Мысленно я попыталась вообразить такое место. Сперва в голову не пришло ничего, кроме чёрных стен клуба. Затем я вспомнила нашу светлую квартиру в лучах рыжего солнца – полную противоположность мрачному Опиуму в лучах фиолетовых фонарей. Мой разум метался меж двух противоположностей, пока не нашёл в них нечто общее.

– Тогда это место рядом с тобой, – невольно пожав плечами, пришла к выводу я. Мы молча смотрели друг на друга, пытаясь без слов убедиться в сказанном. Все мои сомнения уплыли на второй план, а впереди оказалось предвкушение чего-то нового.
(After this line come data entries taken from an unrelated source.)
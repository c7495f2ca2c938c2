//! Seller account types
//!
//! The marketplace exposes two seller accounts per merchant: MAIN
//! (self-fulfilled) and FBE (fulfilled by the marketplace). Each has its
//! own credentials and its own request-rate ceilings.

use serde::{Deserialize, Serialize};

/// Marketplace seller account type
#[derive(Debug, Clone, Copy, PartialEq, Eq, Hash, Serialize, Deserialize)]
#[serde(rename_all = "lowercase")]
pub enum AccountType {
    /// Self-fulfilled seller account
    Main,
    /// Fulfilled-by-marketplace seller account
    Fbe,
}

impl AccountType {
    /// All known account types
    pub fn all() -> [AccountType; 2] {
        [AccountType::Main, AccountType::Fbe]
    }
}

impl std::fmt::Display for AccountType {
    fn fmt(&self, f: &mut std::fmt::Formatter<'_>) -> std::fmt::Result {
        match self {
            AccountType::Main => write!(f, "main"),
            AccountType::Fbe => write!(f, "fbe"),
        }
    }
}

impl std::str::FromStr for AccountType {
    type Err = String;

    fn from_str(s: &str) -> Result<Self, Self::Err> {
        match s.to_lowercase().as_str() {
            "main" => Ok(AccountType::Main),
            "fbe" => Ok(AccountType::Fbe),
            _ => Err(format!("Invalid account type: {}", s)),
        }
    }
}

#[cfg(test)]
mod tests {
    use super::*;

    #[test]
    fn test_account_type_display_and_parse() {
        assert_eq!(AccountType::Main.to_string(), "main");
        assert_eq!(AccountType::Fbe.to_string(), "fbe");

        assert_eq!("main".parse::<AccountType>().unwrap(), AccountType::Main);
        assert_eq!("FBE".parse::<AccountType>().unwrap(), AccountType::Fbe);
        assert!("other".parse::<AccountType>().is_err());
    }

    #[test]
    fn test_account_type_serialization() {
        let json = serde_json::to_string(&AccountType::Main).unwrap();
        assert_eq!(json, r#""main""#);

        let parsed: AccountType = serde_json::from_str(r#""fbe""#).unwrap();
        assert_eq!(parsed, AccountType::Fbe);
    }
}
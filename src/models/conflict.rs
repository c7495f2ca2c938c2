//! Import conflict models
//!
//! A conflict is recorded when an incoming remote record would overwrite
//! a row that was modified locally. The row is left untouched and the
//! divergence is persisted for manual resolution.

use chrono::{DateTime, Utc};
use serde::{Deserialize, Serialize};
use serde_json::Value;

/// Kind of entity a conflict was detected on
#[derive(Debug, Clone, Copy, PartialEq, Eq, Serialize, Deserialize)]
#[serde(rename_all = "lowercase")]
pub enum EntityKind {
    /// Product mirror row
    Product,
    /// Offer mirror row
    Offer,
    /// Order mirror row
    Order,
}

impl std::fmt::Display for EntityKind {
    fn fmt(&self, f: &mut std::fmt::Formatter<'_>) -> std::fmt::Result {
        match self {
            EntityKind::Product => write!(f, "product"),
            EntityKind::Offer => write!(f, "offer"),
            EntityKind::Order => write!(f, "order"),
        }
    }
}

impl std::str::FromStr for EntityKind {
    type Err = String;

    fn from_str(s: &str) -> Result<Self, Self::Err> {
        match s.to_lowercase().as_str() {
            "product" => Ok(EntityKind::Product),
            "offer" => Ok(EntityKind::Offer),
            "order" => Ok(EntityKind::Order),
            _ => Err(format!("Invalid entity kind: {}", s)),
        }
    }
}

/// Resolution state of a recorded conflict
#[derive(Debug, Clone, Copy, Default, PartialEq, Eq, Serialize, Deserialize)]
#[serde(rename_all = "lowercase")]
pub enum ConflictStatus {
    /// Waiting for a human decision
    #[default]
    Pending,
    /// Resolved by an external actor
    Resolved,
}

impl std::fmt::Display for ConflictStatus {
    fn fmt(&self, f: &mut std::fmt::Formatter<'_>) -> std::fmt::Result {
        match self {
            ConflictStatus::Pending => write!(f, "pending"),
            ConflictStatus::Resolved => write!(f, "resolved"),
        }
    }
}

impl std::str::FromStr for ConflictStatus {
    type Err = String;

    fn from_str(s: &str) -> Result<Self, Self::Err> {
        match s.to_lowercase().as_str() {
            "pending" => Ok(ConflictStatus::Pending),
            "resolved" => Ok(ConflictStatus::Resolved),
            _ => Err(format!("Invalid conflict status: {}", s)),
        }
    }
}

/// One detected divergence between a remote record and a local row
#[derive(Debug, Clone, PartialEq, Serialize, Deserialize)]
pub struct ImportConflict {
    /// Database ID (set after insertion)
    pub id: Option<i64>,

    /// Sync run that detected the conflict
    pub sync_log_id: i64,

    /// Entity kind the conflict was detected on
    pub entity_kind: EntityKind,

    /// Natural key of the affected row, e.g. "SKU-100@main"
    pub entity_key: String,

    /// Short machine-readable conflict label, e.g. "status_regression"
    pub conflict_type: String,

    /// Incoming remote payload
    pub remote_payload: Value,

    /// Local row snapshot at detection time
    pub local_payload: Value,

    /// Resolution state
    pub status: ConflictStatus,

    /// Free-form resolution note, set by the resolving actor
    pub resolution: Option<String>,

    /// When the conflict was recorded
    pub created_at: DateTime<Utc>,

    /// When the conflict was resolved
    pub resolved_at: Option<DateTime<Utc>>,
}

impl ImportConflict {
    /// Create a new pending conflict
    pub fn new(
        sync_log_id: i64,
        entity_kind: EntityKind,
        entity_key: impl Into<String>,
        conflict_type: impl Into<String>,
        remote_payload: Value,
        local_payload: Value,
    ) -> Self {
        Self {
            id: None,
            sync_log_id,
            entity_kind,
            entity_key: entity_key.into(),
            conflict_type: conflict_type.into(),
            remote_payload,
            local_payload,
            status: ConflictStatus::Pending,
            resolution: None,
            created_at: Utc::now(),
            resolved_at: None,
        }
    }
}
Меня развеселило это лёгкое, приятное волнение. Я всосала щеки и сложила уголки губ, изобразив рыбу. Даня взорвался от смеха, и я задорно захохотала вместе с ним.

Из-за нашего смеха я не сразу услышала, что мой телефон задрожал на столике. Оставаясь уверена, что ничто не способно прервать внезапное веселье, я неуклюже дотянулась до гаджета и улыбнулась ещё шире.

– Иринка звонит, – предупредила Даню, чтобы знал, что разговор может затянуться. – Что, соскучилась, подруга?

– Да. Но дело не в этом.

Только услышав тон её голоса, я спрятала улыбку и приготовилась к плохим новостям.

– В клубе проблемы. – Так и не поздоровавшись, сообщила подруга. – Вам двоим срочно нужно возвращаться.

30 октября, пт

Мне хотелось вопить, кричать, обзывая замов всеми оскорбительными словами, которые я когда-либо слышала, начиная от безобидных придурков и идиотов, и заканчивая матюками, рождёнными в глубинах забытых российских деревень.

Единственное, что от них требовалось, это защита клуба. Защита и способность трезво оценить угрозу. Ни Павла, ни Никиты не было на месте во время ночного обыска.

Когда мы прилетели из Токио и вошли днём в безжизненный Опиум, всё уже было убрано, команда потрудилась, чтобы клуб выглядел презентабельно, но я видела всякую крохотную пылинку, которой не должно было быть. При обыске явно потревожили каждый стол и стул, каждую чашку и ложку. В баре исчез весь алкоголь. Я принюхалась, пытаясь уловить запах разбитых спиртных напитков, но его не было. Оперативная группа наверняка не церемонилась с посудой и техникой, но с бутылками они были осторожны. В целости и сохранности изъяли всё до последней. Они не найдут того, что искали, в Опиуме не находилось ни грамма тетраоксида, но Шахов на всю оставшуюся жизнь будет иметь запас вин, водки, коньяка и виски.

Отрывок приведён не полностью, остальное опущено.